*** Opening Extracted entries ***

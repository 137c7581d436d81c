use std::collections::HashMap;
use std::sync::atomic::{AtomicBool, Ordering};
use std::sync::mpsc::{self, Receiver, Sender};
use std::sync::Arc;
use std::thread;
use std::time::Duration;

use crate::runtime::EngineEvent;

/// Handle returned by every scheduling request; pass it back to cancel.
#[derive(Debug, Clone, Copy, PartialEq, Eq, Hash)]
pub struct TimerHandle(u64);

impl TimerHandle {
    pub fn id(&self) -> u64 {
        self.0
    }
}

/// Source of deferred engine events.
///
/// The engine never blocks: it asks for an event to be delivered later and
/// transitions only when that event is handed back to it.
pub trait Scheduler {
    fn schedule_once(&mut self, delay: Duration, event: EngineEvent) -> TimerHandle;
    fn schedule_repeating(&mut self, interval: Duration, event: EngineEvent) -> TimerHandle;
    fn cancel(&mut self, handle: TimerHandle);
}

/// Production scheduler: sleeper threads post into a channel that the owning
/// thread drains, so every state change still happens on a single thread.
#[derive(Debug)]
pub struct ThreadScheduler {
    tx: Sender<EngineEvent>,
    next_id: u64,
    live: HashMap<TimerHandle, Arc<AtomicBool>>,
}

impl ThreadScheduler {
    pub fn new() -> (Self, Receiver<EngineEvent>) {
        let (tx, rx) = mpsc::channel();
        (
            Self {
                tx,
                next_id: 0,
                live: HashMap::new(),
            },
            rx,
        )
    }

    fn register(&mut self) -> (TimerHandle, Arc<AtomicBool>) {
        // Threads that already finished have dropped their clone of the flag.
        self.live.retain(|_, flag| Arc::strong_count(flag) > 1);

        self.next_id += 1;
        let handle = TimerHandle(self.next_id);
        let cancelled = Arc::new(AtomicBool::new(false));
        self.live.insert(handle, cancelled.clone());
        (handle, cancelled)
    }
}

impl Scheduler for ThreadScheduler {
    fn schedule_once(&mut self, delay: Duration, event: EngineEvent) -> TimerHandle {
        let (handle, cancelled) = self.register();
        let tx = self.tx.clone();

        thread::spawn(move || {
            thread::sleep(delay);
            if !cancelled.load(Ordering::SeqCst) {
                let _ = tx.send(event);
            }
        });

        handle
    }

    fn schedule_repeating(&mut self, interval: Duration, event: EngineEvent) -> TimerHandle {
        let (handle, cancelled) = self.register();
        let tx = self.tx.clone();

        thread::spawn(move || loop {
            thread::sleep(interval);
            if cancelled.load(Ordering::SeqCst) || tx.send(event).is_err() {
                break;
            }
        });

        handle
    }

    fn cancel(&mut self, handle: TimerHandle) {
        if let Some(flag) = self.live.remove(&handle) {
            flag.store(true, Ordering::SeqCst);
        }
    }
}

#[derive(Debug, Clone, PartialEq)]
pub struct ScheduledEvent {
    pub handle: TimerHandle,
    pub period: Duration,
    pub event: EngineEvent,
    pub repeating: bool,
}

/// Deterministic scheduler for tests and simulations: nothing fires until
/// [`ManualScheduler::advance`] is called.
#[derive(Debug, Default)]
pub struct ManualScheduler {
    next_id: u64,
    pending: Vec<ScheduledEvent>,
}

impl ManualScheduler {
    pub fn new() -> Self {
        Self::default()
    }

    pub fn pending(&self) -> &[ScheduledEvent] {
        &self.pending
    }

    pub fn is_scheduled(&self, handle: TimerHandle) -> bool {
        self.pending.iter().any(|s| s.handle == handle)
    }

    /// Fire everything once: one-shot events are consumed, repeating ones
    /// stay scheduled for the next call.
    pub fn advance(&mut self) -> Vec<EngineEvent> {
        let fired = self.pending.iter().map(|s| s.event).collect();
        self.pending.retain(|s| s.repeating);
        fired
    }

    fn push(&mut self, period: Duration, event: EngineEvent, repeating: bool) -> TimerHandle {
        self.next_id += 1;
        let handle = TimerHandle(self.next_id);
        self.pending.push(ScheduledEvent {
            handle,
            period,
            event,
            repeating,
        });
        handle
    }
}

impl Scheduler for ManualScheduler {
    fn schedule_once(&mut self, delay: Duration, event: EngineEvent) -> TimerHandle {
        self.push(delay, event, false)
    }

    fn schedule_repeating(&mut self, interval: Duration, event: EngineEvent) -> TimerHandle {
        self.push(interval, event, true)
    }

    fn cancel(&mut self, handle: TimerHandle) {
        self.pending.retain(|s| s.handle != handle);
    }
}

#[cfg(test)]
mod tests {
    use super::*;

    #[test]
    fn test_manual_one_shot_fires_once() {
        let mut sched = ManualScheduler::new();
        let handle = sched.schedule_once(
            Duration::from_millis(10),
            EngineEvent::ResolutionSettled { ticket: 1 },
        );
        assert!(sched.is_scheduled(handle));

        let fired = sched.advance();
        assert_eq!(fired, vec![EngineEvent::ResolutionSettled { ticket: 1 }]);
        assert!(!sched.is_scheduled(handle));
        assert!(sched.advance().is_empty());
    }

    #[test]
    fn test_manual_repeating_keeps_firing_until_cancelled() {
        let mut sched = ManualScheduler::new();
        let handle = sched.schedule_repeating(
            Duration::from_secs(1),
            EngineEvent::CountdownTick { generation: 3 },
        );

        for _ in 0..3 {
            assert_eq!(sched.advance(), vec![EngineEvent::CountdownTick { generation: 3 }]);
        }

        sched.cancel(handle);
        assert!(sched.advance().is_empty());
    }

    #[test]
    fn test_handles_are_unique() {
        let mut sched = ManualScheduler::new();
        let a = sched.schedule_once(Duration::ZERO, EngineEvent::ResolutionSettled { ticket: 1 });
        let b = sched.schedule_once(Duration::ZERO, EngineEvent::ResolutionSettled { ticket: 2 });
        assert_ne!(a, b);
        assert!(b.id() > a.id());
    }

    #[test]
    fn test_thread_scheduler_delivers_one_shot() {
        let (mut sched, rx) = ThreadScheduler::new();
        sched.schedule_once(
            Duration::from_millis(1),
            EngineEvent::ResolutionSettled { ticket: 9 },
        );

        let ev = rx.recv_timeout(Duration::from_secs(2)).unwrap();
        assert_eq!(ev, EngineEvent::ResolutionSettled { ticket: 9 });
    }

    #[test]
    fn test_thread_scheduler_cancel_suppresses_delivery() {
        let (mut sched, rx) = ThreadScheduler::new();
        let handle = sched.schedule_once(
            Duration::from_millis(200),
            EngineEvent::ResolutionSettled { ticket: 1 },
        );
        sched.cancel(handle);

        assert!(rx.recv_timeout(Duration::from_millis(400)).is_err());
    }

    #[test]
    fn test_thread_scheduler_repeating_stops_after_cancel() {
        let (mut sched, rx) = ThreadScheduler::new();
        let handle = sched.schedule_repeating(
            Duration::from_millis(2),
            EngineEvent::CountdownTick { generation: 1 },
        );

        rx.recv_timeout(Duration::from_secs(2)).unwrap();
        sched.cancel(handle);

        // drain anything already in flight, then expect silence
        std::thread::sleep(Duration::from_millis(20));
        while rx.try_recv().is_ok() {}
        assert!(rx.recv_timeout(Duration::from_millis(50)).is_err());
    }
}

*** Closing Extracted entries ***

Problem statement. Beginning at the line with "pub fn pending(&self)" and stopping after the line with "the next call.", please write out every line of the data above exactly and nothing else.

Expected answer.
    pub fn pending(&self) -> &[ScheduledEvent] {
        &self.pending
    }

    pub fn is_scheduled(&self, handle: TimerHandle) -> bool {
        self.pending.iter().any(|s| s.handle == handle)
    }

    /// Fire everything once: one-shot events are consumed, repeating ones
    /// stay scheduled for the next call.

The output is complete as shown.